MATERIAL FOR THE TASK

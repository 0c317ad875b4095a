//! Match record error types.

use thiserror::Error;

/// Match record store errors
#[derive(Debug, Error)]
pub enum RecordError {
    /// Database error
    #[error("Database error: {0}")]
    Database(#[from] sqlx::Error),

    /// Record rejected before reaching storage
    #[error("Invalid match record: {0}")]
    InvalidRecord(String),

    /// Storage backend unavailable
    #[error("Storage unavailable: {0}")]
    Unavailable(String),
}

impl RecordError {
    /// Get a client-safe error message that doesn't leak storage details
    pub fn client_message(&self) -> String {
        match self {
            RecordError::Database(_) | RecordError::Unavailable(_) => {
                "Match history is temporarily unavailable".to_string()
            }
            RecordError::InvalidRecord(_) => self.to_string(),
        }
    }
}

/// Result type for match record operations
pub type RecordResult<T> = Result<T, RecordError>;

...

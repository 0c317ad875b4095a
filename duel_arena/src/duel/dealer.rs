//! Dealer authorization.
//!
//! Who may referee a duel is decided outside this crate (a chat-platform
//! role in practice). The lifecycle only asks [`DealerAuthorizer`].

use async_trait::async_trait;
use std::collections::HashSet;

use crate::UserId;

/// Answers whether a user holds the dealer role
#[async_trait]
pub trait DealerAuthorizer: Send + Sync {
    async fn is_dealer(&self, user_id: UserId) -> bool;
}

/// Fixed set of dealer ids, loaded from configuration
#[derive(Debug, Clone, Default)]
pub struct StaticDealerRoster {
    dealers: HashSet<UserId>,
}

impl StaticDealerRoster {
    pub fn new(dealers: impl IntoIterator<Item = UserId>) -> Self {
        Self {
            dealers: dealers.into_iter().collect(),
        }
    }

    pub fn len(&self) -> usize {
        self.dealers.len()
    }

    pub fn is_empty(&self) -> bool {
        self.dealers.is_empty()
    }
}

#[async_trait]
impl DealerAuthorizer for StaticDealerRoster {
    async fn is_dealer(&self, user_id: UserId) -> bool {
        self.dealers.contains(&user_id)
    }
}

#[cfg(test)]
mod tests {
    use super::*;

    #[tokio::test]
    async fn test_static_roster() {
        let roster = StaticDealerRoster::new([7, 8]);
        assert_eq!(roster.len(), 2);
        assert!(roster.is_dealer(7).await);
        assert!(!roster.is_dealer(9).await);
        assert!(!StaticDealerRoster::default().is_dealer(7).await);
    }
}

PROBLEM REQUIREMENTS
Return every line of the entries above that the string "HashSet" appears in.

EXERCISE OUTPUT
use std::collections::HashSet;
    dealers: HashSet<UserId>,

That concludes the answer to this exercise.